As you can see above, dot number four is in a different tile, which is why it showed up, even though now five and six are visible in the panned part.

This has the added advantage of limiting the impact of dense areas crowding out sparse areas, giving us a weak form of the density property.

Further Work:

We can think of the random number we attached to each shape as a scoring function. We aren't prioritizing one over the other, so it's random.

Like Google Maps, we could have picked some other scoring criteria to drive users to particular points of interest.

If we scored differently, we would still want the above three properties.

Additions:

I mentioned in my talk that I looked at two examples of how other companies have done search: Zillow and Google Maps.

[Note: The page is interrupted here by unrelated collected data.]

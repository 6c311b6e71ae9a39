//! Unified permission snapshot

use serde::{Deserialize, Serialize};

/// Point-in-time read of every permission the detection engine needs.
///
/// Always recomputed from the live OS state; never cached between calls.
#[derive(Debug, Clone, Copy, PartialEq, Eq, Default, Serialize, Deserialize, uniffi::Record)]
#[serde(rename_all = "camelCase")]
pub struct PermissionStatus {
    pub fine_or_coarse_location: bool,
    pub bluetooth_scan: bool,
    pub bluetooth_connect: bool,
    pub notifications: bool,
    pub background_location: bool,
}

impl PermissionStatus {
    pub fn all_granted() -> Self {
        Self::uniform(true)
    }

    /// Broadcast one native flag to every field (iOS collapses them).
    pub fn uniform(granted: bool) -> Self {
        Self {
            fine_or_coarse_location: granted,
            bluetooth_scan: granted,
            bluetooth_connect: granted,
            notifications: granted,
            background_location: granted,
        }
    }

    /// Per-field OR. A field granted on either side stays granted.
    #[must_use]
    pub fn merge(self, other: Self) -> Self {
        Self {
            fine_or_coarse_location: self.fine_or_coarse_location
                || other.fine_or_coarse_location,
            bluetooth_scan: self.bluetooth_scan || other.bluetooth_scan,
            bluetooth_connect: self.bluetooth_connect || other.bluetooth_connect,
            notifications: self.notifications || other.notifications,
            background_location: self.background_location || other.background_location,
        }
    }

    /// Location and Bluetooth, the minimum for foreground ranging.
    pub fn foreground_granted(&self) -> bool {
        self.fine_or_coarse_location && self.bluetooth_scan && self.bluetooth_connect
    }

    pub fn is_fully_granted(&self) -> bool {
        self.foreground_granted() && self.notifications && self.background_location
    }
}

#[cfg(test)]
mod tests {
    use super::*;

    #[test]
    fn test_uniform() {
        assert!(PermissionStatus::uniform(true).is_fully_granted());
        assert_eq!(PermissionStatus::uniform(false), PermissionStatus::default());
    }

    #[test]
    fn test_merge_never_regresses() {
        let before = PermissionStatus {
            fine_or_coarse_location: true,
            notifications: true,
            ..Default::default()
        };
        let fresh = PermissionStatus {
            bluetooth_scan: true,
            ..Default::default()
        };

        let merged = before.merge(fresh);
        assert!(merged.fine_or_coarse_location);
        assert!(merged.notifications);
        assert!(merged.bluetooth_scan);
        assert!(!merged.bluetooth_connect);
        assert!(!merged.background_location);
    }

    #[test]
    fn test_foreground_granted_ignores_optional_fields() {
        let status = PermissionStatus {
            fine_or_coarse_location: true,
            bluetooth_scan: true,
            bluetooth_connect: true,
            ..Default::default()
        };
        assert!(status.foreground_granted());
        assert!(!status.is_fully_granted());
    }

    #[test]
    fn test_serializes_camel_case() {
        let json = serde_json::to_value(PermissionStatus::all_granted()).unwrap();
        assert_eq!(json["fineOrCoarseLocation"], true);
        assert_eq!(json["backgroundLocation"], true);
    }
}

Interestingly, Zillow has the problem with panning discussed above - dots will visibly appear and disappear as you pan across. I figure they're using a similar technique/pattern, just without the tiling.

Scattered Thoughts on Packing

Google Maps matches both the zooming and panning properties. They consciously score in a way such that points of interest don't show up too near each other (a stronger form of our density property). I assume they do this in a background process, but I'm not sure how they would calculate it. Assuming nothing else is taken into account, the problem could be written out something like this:

How can we maximize the number of points in a region where congruent circles drawn around each point don't intersect?

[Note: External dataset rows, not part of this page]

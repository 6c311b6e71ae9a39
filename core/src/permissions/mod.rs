//! Permission orchestration
//!
//! Answers "can the detection engine legally run right now" across Android
//! API levels, and drives the interactive consent flow when it cannot.

pub mod backend;
pub mod orchestrator;
pub mod policy;
pub mod status;

pub use backend::{Permission, PermissionBackend, PermissionError, RequestOutcome};
pub use orchestrator::{
    orchestrator_for, EnsureOptions, PassThroughPermissions, PermissionOrchestrator,
    RuntimePermissions,
};
pub use policy::{PermissionPolicy, PermissionThresholds};
pub use status::PermissionStatus;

And we would need to figure out the zooming property. Ugh.

Maybe there's a good heuristic that gives us an approximation?

I think iteratively picking points (based on a scoring function) and removing all other points around it would work.

Is there a better alternative?

Artifacts

I mentioned that tiling improves the density property for our map. Unfortunately, it also reveals a deficiency.

What happens if we have a uniformly dense area spread across two tiles, but that area only encompasses part of some of the tiles? (or inside our viewport and right outside it)

5/8ths Dots Diagram Tiling Diagram Showing Artifact

We get this weird artifacting. A line of dots appears in what should be a uniformly distributed region.

If we were to use the heuristic I mentioned above, this issue would disappear.

Questions

  1. Is this problem/solution written up anywhere else?
  2. Are there other properties we might want to hold?